Luckily for us in astronomy, the electronic tools available to us are much better and more refined than is the case in many other disciplines. This is because, although our horizons are infinite, the body of knowledge with which we deal is manageable and relatively compact. This is, however, both its blessing and its curse. Because we have access to so much of it, thanks to services like SIMBAD, NED, and the Astrophysics Data System, we sometimes tend to think we have access to everything we need. Unfortunately, this simply isn't the case. In the next few pages we will review a few of the technological myths currently abounding in our profession and in our discipline, and try to put them in their proper perspective. To help us in this endeavor, we conducted a mini-survey of our own scientific staffs, and we asked the librarians at the South African Astronomical Observatory and at two Indian institutions to ask their scientists to participate as well. As we discuss the myths of the Internet and electronic publishing, we shall be incorporating some of the comments received in response to our questions.

2. Myth number 1: Everything (important) is on the Internet; you just need to keep looking until you find it.

This is actually a two-part myth: (a) that it's there and (b) you'll be able to find it, but we will examine both parts together. There was an intriguing study carried out in the Psychology Department of the University of West Florida last year and reported in the Newsletter on Serials Pricing Issues no. 188 (Shroyer, 1997). Because of anticipated budget cuts, the library staff conducted an experiment to see what of the current information content of their printed journals might be available electronically. They searched the Web and they also contacted the commercial publishers of psychology journals. They discovered that two-thirds of their titles were represented on the Web, but only 2% had ``full-text electronic counterparts to the printed journals.'' This correlates exactly with the findings of Lowry and Troll, who reported in 1996 that ``less than 2% of the serials published world-wide are currently available in electronic format'' (Lowry and Troll, 1996). Of the websites found in the Florida study, over half of them provided tables of contents and/or abstracts (55%), but that meant the other 45% did not.

The situation, of course, is changing rapidly, and astronomy has been much better at making its information content available electronically than have other disciplines. However, of the approximate 40 refereed astronomy titles to which we subscribe, less than ~25% are available in full-text electronically (for a price, of course. See myth 4). This means that in raw numbers, there really isn't very much of current material that appears simultaneously in paper and on the Web.

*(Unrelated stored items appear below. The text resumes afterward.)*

//! Bulk import of identities and affiliations into SortingHat.
//!
//! Backends turn source documents (gitdm mapping files, git mailmaps) into
//! [`ImportData`]; [`load`] then reconciles that data with the registry
//! through regular engine operations, merging individuals whose identities
//! are already known.
//!
//! # Quick start
//!
//! ```no_run
//! # async fn demo(ctx: sortinghat_core::Ctx<sortinghat_store_sqlite::SqliteStore>) {
//! use std::collections::BTreeMap;
//!
//! let params = BTreeMap::from([("domains_url".to_owned(), "domains.txt".to_owned())]);
//! let report = sortinghat_import::import(&ctx, "gitdm", "email-map.txt", &params).await.unwrap();
//! println!("{} identities added", report.identities_added);
//! # }
//! ```

mod backend;
pub mod error;
mod fetch;
pub mod gitdm;
mod load;
pub mod mailmap;
pub mod model;

#[cfg(test)]
mod tests;

use std::collections::BTreeMap;

pub use backend::{Backend, BackendSpec, Documents, find_backends, open};
pub use error::{Error, Result};
pub use fetch::fetch;
pub use load::load;
pub use model::{ImportData, ImportIndividual, ImportReport};
use sortinghat_core::{Ctx, store::Store};
use tracing::info;

/// Fetch `location` with backend `name` and load what it yields.
pub async fn import<S: Store>(
  ctx: &Ctx<S>,
  name: &str,
  location: &str,
  params: &BTreeMap<String, String>,
) -> Result<ImportReport> {
  let backend = open(name, location, params).await?;
  let data = backend.read();
  info!(
    backend = backend.name(),
    %location,
    individuals = data.individuals.len(),
    organizations = data.organizations.len(),
    rejected = data.rejected.len(),
    "importing"
  );
  Ok(load(ctx, data).await?)
}
//! SQLite backend for the SortingHat identity registry.
//!
//! Wraps [`tokio_rusqlite`] so all database access runs on a dedicated thread
//! without blocking the async runtime. Each [`SqliteStore`] is one logical
//! database; [`TenantRouter`] maps tenants onto several of them.

mod encode;
mod schema;
mod store;
mod tenancy;
mod unit;

pub mod error;

pub use error::{Error, Result};
pub use store::SqliteStore;
pub use tenancy::TenantRouter;

#[cfg(test)]
mod tests;
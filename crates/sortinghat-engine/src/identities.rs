//! The identity engine: adding, deleting and moving identities, merging and
//! unmerging individuals, locks and profiles.

use chrono::Utc;
use serde_json::json;

use sortinghat_core::{
  Ctx, Error, Result,
  hash::generate_uuid,
  journal::{EntityType, OperationType},
  model::{Identity, Individual, IndividualView, NewIdentity, Profile, ProfileUpdate},
  store::Store,
};

use crate::{
  enrollments, queries, resolve,
  txn::{Txn, run},
};

// ─── Helpers ─────────────────────────────────────────────────────────────────

/// Create an individual keyed by `mk` with a profile seeded from `name` and
/// `email`.
fn found_individual(
  txn: &mut Txn<'_>,
  mk: &str,
  name: Option<String>,
  email: Option<String>,
) -> Result<Individual> {
  let now = Utc::now();
  let individual = Individual {
    mk:            mk.to_owned(),
    is_locked:     false,
    created_at:    now,
    last_modified: now,
  };
  txn.uow.insert_individual(&individual)?;
  txn.record(OperationType::Add, EntityType::Individual, mk, json!({ "mk": mk }))?;

  let profile = Profile::seeded(mk, name, email);
  txn.uow.save_profile(&profile)?;
  txn.record(
    OperationType::Add,
    EntityType::Profile,
    mk,
    json!({ "individual": mk, "name": profile.name, "email": profile.email }),
  )?;
  Ok(individual)
}

fn delete_individual(txn: &mut Txn<'_>, mk: &str) -> Result<()> {
  txn.uow.delete_individual(mk)?;
  txn.record(OperationType::Delete, EntityType::Individual, mk, json!({ "mk": mk }))
}

fn reassign(txn: &mut Txn<'_>, identity: &Identity, to: &str) -> Result<()> {
  txn.uow.reassign_identity(&identity.uuid, to, Utc::now())?;
  txn.record(
    OperationType::Update,
    EntityType::Identity,
    &identity.uuid,
    json!({ "uuid": identity.uuid, "individual": to }),
  )
}

fn blank_to_none(value: Option<String>) -> Option<String> {
  value.map(|v| v.trim().to_owned()).filter(|v| !v.is_empty())
}

/// Identity fields hash verbatim; only all-blank values count as absent.
fn present(value: Option<String>) -> Option<String> { value.filter(|v| !v.trim().is_empty()) }

// ─── Add ─────────────────────────────────────────────────────────────────────

/// Register a new identity and return its uuid.
///
/// Without `uuid` the identity founds a new individual (with a profile copied
/// from its name and email); with it, the identity joins the individual that
/// `uuid` identifies. A duplicate tuple fails with `AlreadyExists` carrying
/// the stored uuid.
pub async fn add_identity<S: Store>(
  ctx: &Ctx<S>,
  new: NewIdentity,
  uuid: Option<&str>,
) -> Result<String> {
  let uuid = uuid.map(str::to_owned);
  run(ctx, "add_identity", move |txn| {
    let source = resolve::non_empty("source", &new.source)?.to_owned();
    let name = present(new.name);
    let email = present(new.email);
    let username = present(new.username);

    let id = generate_uuid(&source, email.as_deref(), name.as_deref(), username.as_deref())?;
    if let Some(existing) = txn.uow.identity(&id)? {
      return Err(Error::already_exists("identity", existing.uuid));
    }

    let individual = match &uuid {
      Some(uuid) => {
        let individual = resolve::unlocked_individual(txn.uow, uuid)?;
        txn.uow.touch_individual(&individual.mk, Utc::now())?;
        individual
      }
      None => found_individual(txn, &id, name.clone(), email.clone())?,
    };

    let now = Utc::now();
    let identity = Identity {
      uuid: id.clone(),
      source,
      name,
      email,
      username,
      individual: individual.mk.clone(),
      created_at: now,
      last_modified: now,
    };
    txn.uow.insert_identity(&identity)?;
    txn.record(
      OperationType::Add,
      EntityType::Identity,
      &id,
      json!({
        "uuid": id,
        "source": identity.source,
        "name": identity.name,
        "email": identity.email,
        "username": identity.username,
        "individual": identity.individual,
      }),
    )?;
    Ok(id)
  })
  .await
}

// ─── Delete ──────────────────────────────────────────────────────────────────

/// Delete an identity. When `uuid` is the `mk` of its individual, the whole
/// individual goes with it; the return value says whether that happened.
pub async fn delete_identity<S: Store>(ctx: &Ctx<S>, uuid: &str) -> Result<bool> {
  let uuid = uuid.to_owned();
  run(ctx, "delete_identity", move |txn| {
    let identity = resolve::identity(txn.uow, &uuid)?;
    let individual = resolve::unlocked_individual(txn.uow, &identity.individual)?;

    if individual.mk == identity.uuid {
      delete_individual(txn, &individual.mk)?;
      return Ok(true);
    }

    txn.uow.delete_identity(&identity.uuid)?;
    txn.record(OperationType::Delete, EntityType::Identity, &uuid, json!({ "uuid": uuid }))?;
    txn.uow.touch_individual(&individual.mk, Utc::now())?;
    Ok(false)
  })
  .await
}

// ─── Move ────────────────────────────────────────────────────────────────────

/// Move identity `from_uuid` into the individual identified by `to_uuid` and
/// return that individual's `mk`.
///
/// With `from_uuid == to_uuid` and no individual keyed by it, the identity is
/// split off into a new individual of its own. An individual emptied by the
/// move is deleted after its enrollments have been folded into the target.
pub async fn move_identity<S: Store>(ctx: &Ctx<S>, from_uuid: &str, to_uuid: &str) -> Result<String> {
  let (from_uuid, to_uuid) = (from_uuid.to_owned(), to_uuid.to_owned());
  run(ctx, "move_identity", move |txn| {
    let identity = resolve::identity(txn.uow, &from_uuid)?;
    let source = resolve::unlocked_individual(txn.uow, &identity.individual)?;
    let siblings = txn.uow.identities_of(&source.mk)?.len();

    if source.mk == identity.uuid && siblings > 1 {
      return Err(Error::invalid(format!(
        "identity {from_uuid} is the main key of its individual and cannot be moved"
      )));
    }

    let target = if from_uuid == to_uuid {
      match txn.uow.individual(&to_uuid)? {
        Some(target) => target,
        None => found_individual(txn, &to_uuid, identity.name.clone(), identity.email.clone())?,
      }
    } else {
      resolve::individual(txn.uow, &to_uuid)?
    };
    resolve::ensure_unlocked(&target)?;

    if target.mk == source.mk {
      return Ok(target.mk);
    }

    reassign(txn, &identity, &target.mk)?;
    if siblings == 1 {
      enrollments::reparent(txn, &source.mk, &target.mk)?;
      delete_individual(txn, &source.mk)?;
    } else {
      txn.uow.touch_individual(&source.mk, Utc::now())?;
    }
    txn.uow.touch_individual(&target.mk, Utc::now())?;
    Ok(target.mk)
  })
  .await
}

// ─── Merge ───────────────────────────────────────────────────────────────────

/// Fill the empty fields of `to` from `from`. `gender` travels with its
/// accuracy; `is_bot` is sticky.
fn fill_profile(to: &mut Profile, from: &Profile) {
  if to.name.is_none() {
    to.name.clone_from(&from.name);
  }
  if to.email.is_none() {
    to.email.clone_from(&from.email);
  }
  if to.gender.is_none() && from.gender.is_some() {
    to.gender.clone_from(&from.gender);
    to.gender_acc = from.gender_acc;
  }
  if to.country.is_none() {
    to.country.clone_from(&from.country);
  }
  to.is_bot |= from.is_bot;
}

/// Merge the individuals identified by `from_uuids` into the one identified
/// by `to_uuid`, returning the surviving `mk`.
pub async fn merge<S: Store>(ctx: &Ctx<S>, from_uuids: &[String], to_uuid: &str) -> Result<String> {
  let (from_uuids, to_uuid) = (from_uuids.to_vec(), to_uuid.to_owned());
  run(ctx, "merge", move |txn| {
    if from_uuids.is_empty() {
      return Err(Error::invalid("'from_uuids' cannot be empty"));
    }
    let target = resolve::unlocked_individual(txn.uow, &to_uuid)?;

    let mut sources: Vec<Individual> = Vec::with_capacity(from_uuids.len());
    for uuid in &from_uuids {
      let source = resolve::unlocked_individual(txn.uow, uuid)?;
      if source.mk == target.mk {
        return Err(Error::invalid(format!(
          "'from_uuid' {uuid} and 'to_uuid' {to_uuid} cannot be the same individual"
        )));
      }
      if !sources.iter().any(|s| s.mk == source.mk) {
        sources.push(source);
      }
    }

    let mut profile = txn
      .uow
      .profile(&target.mk)?
      .unwrap_or_else(|| Profile::seeded(&target.mk, None, None));
    let before = profile.clone();

    for source in &sources {
      for identity in txn.uow.identities_of(&source.mk)? {
        reassign(txn, &identity, &target.mk)?;
      }
      enrollments::reparent(txn, &source.mk, &target.mk)?;
      if let Some(from) = txn.uow.profile(&source.mk)? {
        fill_profile(&mut profile, &from);
      }
      delete_individual(txn, &source.mk)?;
    }

    if profile != before {
      txn.uow.save_profile(&profile)?;
      txn.record(
        OperationType::Update,
        EntityType::Profile,
        &target.mk,
        json!({
          "individual": target.mk,
          "name": profile.name,
          "email": profile.email,
          "gender": profile.gender,
          "gender_acc": profile.gender_acc,
          "is_bot": profile.is_bot,
          "country_code": profile.country.as_ref().map(|c| &c.code),
        }),
      )?;
    }
    txn.uow.touch_individual(&target.mk, Utc::now())?;
    Ok(target.mk)
  })
  .await
}

// ─── Unmerge ─────────────────────────────────────────────────────────────────

/// Split each identity in `uuids` off into an individual of its own. Returns
/// the new `mk`s; identities already anchoring their individual are skipped.
pub async fn unmerge<S: Store>(ctx: &Ctx<S>, uuids: &[String]) -> Result<Vec<String>> {
  let mut uuids = uuids.to_vec();
  uuids.sort();
  uuids.dedup();

  run(ctx, "unmerge", move |txn| {
    let mut created = Vec::new();
    for uuid in &uuids {
      let identity = resolve::identity(txn.uow, uuid)?;
      let source = resolve::unlocked_individual(txn.uow, &identity.individual)?;
      if source.mk == identity.uuid {
        continue;
      }

      found_individual(txn, &identity.uuid, identity.name.clone(), identity.email.clone())?;
      reassign(txn, &identity, &identity.uuid)?;
      txn.uow.touch_individual(&source.mk, Utc::now())?;
      created.push(identity.uuid);
    }
    Ok(created)
  })
  .await
}

// ─── Locks ───────────────────────────────────────────────────────────────────

fn set_locked(txn: &mut Txn<'_>, uuid: &str, locked: bool) -> Result<String> {
  let individual = resolve::individual(txn.uow, uuid)?;
  txn.uow.set_locked(&individual.mk, locked, Utc::now())?;
  txn.record(
    OperationType::Update,
    EntityType::Individual,
    &individual.mk,
    json!({ "mk": individual.mk, "is_locked": locked }),
  )?;
  Ok(individual.mk)
}

/// Freeze an individual against every mutation but [`unlock`].
pub async fn lock<S: Store>(ctx: &Ctx<S>, uuid: &str) -> Result<String> {
  let uuid = uuid.to_owned();
  run(ctx, "lock", move |txn| set_locked(txn, &uuid, true)).await
}

pub async fn unlock<S: Store>(ctx: &Ctx<S>, uuid: &str) -> Result<String> {
  let uuid = uuid.to_owned();
  run(ctx, "unlock", move |txn| set_locked(txn, &uuid, false)).await
}

// ─── Profile ─────────────────────────────────────────────────────────────────

/// Apply `update` to `profile`. Blank strings and explicit nulls clear a field.
fn apply_update(txn: &Txn<'_>, profile: &mut Profile, update: ProfileUpdate) -> Result<()> {
  if let Some(name) = update.name {
    profile.name = blank_to_none(name);
  }
  if let Some(email) = update.email {
    profile.email = blank_to_none(email);
  }
  if let Some(is_bot) = update.is_bot {
    profile.is_bot = is_bot.unwrap_or(false);
  }

  let gender_acc = match update.gender_acc {
    Some(Some(acc)) if !(1..=100).contains(&acc) => {
      return Err(Error::invalid(format!("'gender_acc' {acc} is not in the range (1, 100)")));
    }
    Some(Some(acc)) => Some(Some(acc as u8)),
    Some(None) => Some(None),
    None => None,
  };

  match update.gender.map(blank_to_none) {
    Some(Some(gender)) => {
      profile.gender = Some(gender);
      profile.gender_acc = gender_acc.flatten().or(Some(100));
    }
    Some(None) => {
      profile.gender = None;
      profile.gender_acc = None;
    }
    None => {
      if let Some(acc) = gender_acc {
        if acc.is_some() && profile.gender.is_none() {
          return Err(Error::invalid("'gender_acc' can only be set together with 'gender'"));
        }
        profile.gender_acc = acc;
      }
    }
  }

  if let Some(code) = update.country_code {
    profile.country = match blank_to_none(code) {
      Some(code) => {
        let code = code.to_uppercase();
        Some(
          txn
            .uow
            .country(&code)?
            .ok_or_else(|| Error::invalid(format!("country code {code} is not valid")))?,
        )
      }
      None => None,
    };
  }
  Ok(())
}

/// Update the profile of the individual identified by `uuid` and return the
/// refreshed view of that individual.
pub async fn update_profile<S: Store>(
  ctx: &Ctx<S>,
  uuid: &str,
  update: ProfileUpdate,
) -> Result<IndividualView> {
  let uuid = uuid.to_owned();
  run(ctx, "update_profile", move |txn| {
    let individual = resolve::unlocked_individual(txn.uow, &uuid)?;
    let args = serde_json::to_value(&update)?;

    let mut profile = txn
      .uow
      .profile(&individual.mk)?
      .unwrap_or_else(|| Profile::seeded(&individual.mk, None, None));
    apply_update(txn, &mut profile, update)?;

    txn.uow.save_profile(&profile)?;
    txn.record(OperationType::Update, EntityType::Profile, &individual.mk, args)?;
    txn.uow.touch_individual(&individual.mk, Utc::now())?;

    queries::view(txn.uow, &individual.mk)
  })
  .await
}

Certainly, that ~25% make up the most important and highly respected of our professional journals. We owe a large debt of gratitude to the foresight of the American Astronomical Society for being among the first to make their information available electronically. But even if it is the most important, it is still not all there is. Peter Boyce has been widely quoted as saying that by the beginning of 1998, ``95% of the world's peer reviewed astronomical literature will be available online.'' (Woodward et al., 1996). Considering just the five primary titles in astronomy, and counting only numbers of volumes, we still only have about 49% availability online. When we recently spoke with Peter about his assertion, he clarified by saying that he meant current journals only. (If one measures shelf space for the titles in question, we actually have about 68% of the material online, but that's still a far cry from 95%.) That may be closer to the truth, although we would still argue that 95% is a bit high. Nonetheless, Peter as well as anyone knows that having just the current literature available does not provide all that much. Astronomy has a long history of diversity in its publications. Researchers utilize not just the commercially available journals, but also important works produced by observatories and astronomy departments which have been distributed freely to others. This diversity has meant the community of astronomers was more open and accessible internationally, without regard to the economic viability of the parent country or institution. There have always existed both a ``right to publish'' and a ``right to have one's work accessible.'' As for back volumes, we would estimate that about 10% or less of our collections are available in full-text via the Internet and the 90% not available online is enormously important for astronomical research. When supernova 1987A went off, astronomers didn't go rushing for the current journals. They needed to know what had been going on in 30 Doradus years earlier.

Our astronomers commented on this in the survey, saying things like ``I regularly go to the paper versions for those journals which are not available on the Internet.'' On the other hand, 46% admitted that there was a possibility that they would omit from their research papers that were not available electronically.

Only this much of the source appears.